==== Data for processing

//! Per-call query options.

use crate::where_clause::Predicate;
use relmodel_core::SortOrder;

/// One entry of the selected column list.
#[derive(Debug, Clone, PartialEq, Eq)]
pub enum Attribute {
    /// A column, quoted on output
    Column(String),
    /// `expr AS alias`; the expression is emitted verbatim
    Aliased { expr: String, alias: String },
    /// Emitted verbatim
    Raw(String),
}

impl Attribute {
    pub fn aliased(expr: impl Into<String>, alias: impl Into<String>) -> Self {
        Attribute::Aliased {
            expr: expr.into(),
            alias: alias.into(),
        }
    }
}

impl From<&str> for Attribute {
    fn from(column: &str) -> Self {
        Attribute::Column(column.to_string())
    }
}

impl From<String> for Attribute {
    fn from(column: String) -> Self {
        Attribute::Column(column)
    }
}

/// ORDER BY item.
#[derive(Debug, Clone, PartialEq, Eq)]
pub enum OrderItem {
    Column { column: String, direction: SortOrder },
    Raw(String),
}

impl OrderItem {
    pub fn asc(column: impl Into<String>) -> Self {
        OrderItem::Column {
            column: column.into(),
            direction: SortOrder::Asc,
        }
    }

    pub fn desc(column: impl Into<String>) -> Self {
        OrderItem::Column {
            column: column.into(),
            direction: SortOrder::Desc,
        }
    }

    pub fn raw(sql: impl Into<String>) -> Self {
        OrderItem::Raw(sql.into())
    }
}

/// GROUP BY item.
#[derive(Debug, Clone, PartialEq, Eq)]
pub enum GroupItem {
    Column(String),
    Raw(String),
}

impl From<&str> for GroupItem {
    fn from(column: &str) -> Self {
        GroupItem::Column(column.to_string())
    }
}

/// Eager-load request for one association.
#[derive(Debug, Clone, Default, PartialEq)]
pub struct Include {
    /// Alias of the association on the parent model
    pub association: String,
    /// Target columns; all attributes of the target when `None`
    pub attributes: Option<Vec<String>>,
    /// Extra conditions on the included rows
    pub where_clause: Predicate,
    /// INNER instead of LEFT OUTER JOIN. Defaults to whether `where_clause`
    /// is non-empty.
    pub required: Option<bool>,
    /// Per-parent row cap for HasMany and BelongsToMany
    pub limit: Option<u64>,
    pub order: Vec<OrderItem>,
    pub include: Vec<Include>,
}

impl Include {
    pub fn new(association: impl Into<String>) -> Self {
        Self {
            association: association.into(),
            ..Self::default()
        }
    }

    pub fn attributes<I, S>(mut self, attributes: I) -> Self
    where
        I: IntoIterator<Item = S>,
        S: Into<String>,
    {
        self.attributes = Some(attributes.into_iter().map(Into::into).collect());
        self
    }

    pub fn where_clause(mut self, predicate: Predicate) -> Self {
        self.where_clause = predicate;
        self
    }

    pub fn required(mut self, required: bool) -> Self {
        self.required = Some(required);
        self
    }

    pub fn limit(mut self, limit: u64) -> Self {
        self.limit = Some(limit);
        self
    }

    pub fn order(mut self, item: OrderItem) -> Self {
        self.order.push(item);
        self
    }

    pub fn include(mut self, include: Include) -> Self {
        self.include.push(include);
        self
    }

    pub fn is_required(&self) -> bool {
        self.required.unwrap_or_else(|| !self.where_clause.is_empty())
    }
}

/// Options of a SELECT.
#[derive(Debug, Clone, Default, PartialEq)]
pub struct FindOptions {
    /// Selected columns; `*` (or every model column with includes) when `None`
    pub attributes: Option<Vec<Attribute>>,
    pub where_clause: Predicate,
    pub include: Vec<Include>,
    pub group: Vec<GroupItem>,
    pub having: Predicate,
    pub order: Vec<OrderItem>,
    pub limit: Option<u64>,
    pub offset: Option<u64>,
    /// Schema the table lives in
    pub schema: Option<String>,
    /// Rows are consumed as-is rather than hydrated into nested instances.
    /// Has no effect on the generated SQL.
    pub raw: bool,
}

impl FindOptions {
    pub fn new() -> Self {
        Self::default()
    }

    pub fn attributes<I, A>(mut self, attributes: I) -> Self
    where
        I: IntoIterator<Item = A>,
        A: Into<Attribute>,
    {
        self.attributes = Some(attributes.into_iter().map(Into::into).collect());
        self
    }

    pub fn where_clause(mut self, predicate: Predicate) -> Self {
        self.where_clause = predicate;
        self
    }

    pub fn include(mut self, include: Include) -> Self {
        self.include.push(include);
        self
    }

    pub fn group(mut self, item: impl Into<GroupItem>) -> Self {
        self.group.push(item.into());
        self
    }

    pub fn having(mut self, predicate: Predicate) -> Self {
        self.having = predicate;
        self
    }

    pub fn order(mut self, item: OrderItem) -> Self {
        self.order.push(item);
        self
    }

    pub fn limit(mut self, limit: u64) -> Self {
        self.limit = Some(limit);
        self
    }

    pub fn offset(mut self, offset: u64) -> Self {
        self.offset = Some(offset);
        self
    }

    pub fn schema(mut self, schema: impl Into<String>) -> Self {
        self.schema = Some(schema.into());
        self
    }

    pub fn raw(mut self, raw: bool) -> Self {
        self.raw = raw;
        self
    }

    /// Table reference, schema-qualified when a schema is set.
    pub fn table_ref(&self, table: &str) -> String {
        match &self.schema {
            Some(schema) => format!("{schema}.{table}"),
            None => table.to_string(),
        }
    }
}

========

** What to do **
Write the records above out again precisely.

** Finished task **
//! Per-call query options.

use crate::where_clause::Predicate;
use relmodel_core::SortOrder;

/// One entry of the selected column list.
#[derive(Debug, Clone, PartialEq, Eq)]
pub enum Attribute {
    /// A column, quoted on output
    Column(String),
    /// `expr AS alias`; the expression is emitted verbatim
    Aliased { expr: String, alias: String },
    /// Emitted verbatim
    Raw(String),
}

impl Attribute {
    pub fn aliased(expr: impl Into<String>, alias: impl Into<String>) -> Self {
        Attribute::Aliased {
            expr: expr.into(),
            alias: alias.into(),
        }
    }
}

impl From<&str> for Attribute {
    fn from(column: &str) -> Self {
        Attribute::Column(column.to_string())
    }
}

impl From<String> for Attribute {
    fn from(column: String) -> Self {
        Attribute::Column(column)
    }
}

/// ORDER BY item.
#[derive(Debug, Clone, PartialEq, Eq)]
pub enum OrderItem {
    Column { column: String, direction: SortOrder },
    Raw(String),
}

impl OrderItem {
    pub fn asc(column: impl Into<String>) -> Self {
        OrderItem::Column {
            column: column.into(),
            direction: SortOrder::Asc,
        }
    }

    pub fn desc(column: impl Into<String>) -> Self {
        OrderItem::Column {
            column: column.into(),
            direction: SortOrder::Desc,
        }
    }

    pub fn raw(sql: impl Into<String>) -> Self {
        OrderItem::Raw(sql.into())
    }
}

/// GROUP BY item.
#[derive(Debug, Clone, PartialEq, Eq)]
pub enum GroupItem {
    Column(String),
    Raw(String),
}

impl From<&str> for GroupItem {
    fn from(column: &str) -> Self {
        GroupItem::Column(column.to_string())
    }
}

/// Eager-load request for one association.
#[derive(Debug, Clone, Default, PartialEq)]
pub struct Include {
    /// Alias of the association on the parent model
    pub association: String,
    /// Target columns; all attributes of the target when `None`
    pub attributes: Option<Vec<String>>,
    /// Extra conditions on the included rows
    pub where_clause: Predicate,
    /// INNER instead of LEFT OUTER JOIN. Defaults to whether `where_clause`
    /// is non-empty.
    pub required: Option<bool>,
    /// Per-parent row cap for HasMany and BelongsToMany
    pub limit: Option<u64>,
    pub order: Vec<OrderItem>,
    pub include: Vec<Include>,
}

impl Include {
    pub fn new(association: impl Into<String>) -> Self {
        Self {
            association: association.into(),
            ..Self::default()
        }
    }

    pub fn attributes<I, S>(mut self, attributes: I) -> Self
    where
        I: IntoIterator<Item = S>,
        S: Into<String>,
    {
        self.attributes = Some(attributes.into_iter().map(Into::into).collect());
        self
    }

    pub fn where_clause(mut self, predicate: Predicate) -> Self {
        self.where_clause = predicate;
        self
    }

    pub fn required(mut self, required: bool) -> Self {
        self.required = Some(required);
        self
    }

    pub fn limit(mut self, limit: u64) -> Self {
        self.limit = Some(limit);
        self
    }

    pub fn order(mut self, item: OrderItem) -> Self {
        self.order.push(item);
        self
    }

    pub fn include(mut self, include: Include) -> Self {
        self.include.push(include);
        self
    }

    pub fn is_required(&self) -> bool {
        self.required.unwrap_or_else(|| !self.where_clause.is_empty())
    }
}

/// Options of a SELECT.
#[derive(Debug, Clone, Default, PartialEq)]
pub struct FindOptions {
    /// Selected columns; `*` (or every model column with includes) when `None`
    pub attributes: Option<Vec<Attribute>>,
    pub where_clause: Predicate,
    pub include: Vec<Include>,
    pub group: Vec<GroupItem>,
    pub having: Predicate,
    pub order: Vec<OrderItem>,
    pub limit: Option<u64>,
    pub offset: Option<u64>,
    /// Schema the table lives in
    pub schema: Option<String>,
    /// Rows are consumed as-is rather than hydrated into nested instances.
    /// Has no effect on the generated SQL.
    pub raw: bool,
}

impl FindOptions {
    pub fn new() -> Self {
        Self::default()
    }

    pub fn attributes<I, A>(mut self, attributes: I) -> Self
    where
        I: IntoIterator<Item = A>,
        A: Into<Attribute>,
    {
        self.attributes = Some(attributes.into_iter().map(Into::into).collect());
        self
    }

    pub fn where_clause(mut self, predicate: Predicate) -> Self {
        self.where_clause = predicate;
        self
    }

    pub fn include(mut self, include: Include) -> Self {
        self.include.push(include);
        self
    }

    pub fn group(mut self, item: impl Into<GroupItem>) -> Self {
        self.group.push(item.into());
        self
    }

    pub fn having(mut self, predicate: Predicate) -> Self {
        self.having = predicate;
        self
    }

    pub fn order(mut self, item: OrderItem) -> Self {
        self.order.push(item);
        self
    }

    pub fn limit(mut self, limit: u64) -> Self {
        self.limit = Some(limit);
        self
    }

    pub fn offset(mut self, offset: u64) -> Self {
        self.offset = Some(offset);
        self
    }

    pub fn schema(mut self, schema: impl Into<String>) -> Self {
        self.schema = Some(schema.into());
        self
    }

    pub fn raw(mut self, raw: bool) -> Self {
        self.raw = raw;
        self
    }

    /// Table reference, schema-qualified when a schema is set.
    pub fn table_ref(&self, table: &str) -> String {
        match &self.schema {
            Some(schema) => format!("{schema}.{table}"),
            None => table.to_string(),
        }
    }
}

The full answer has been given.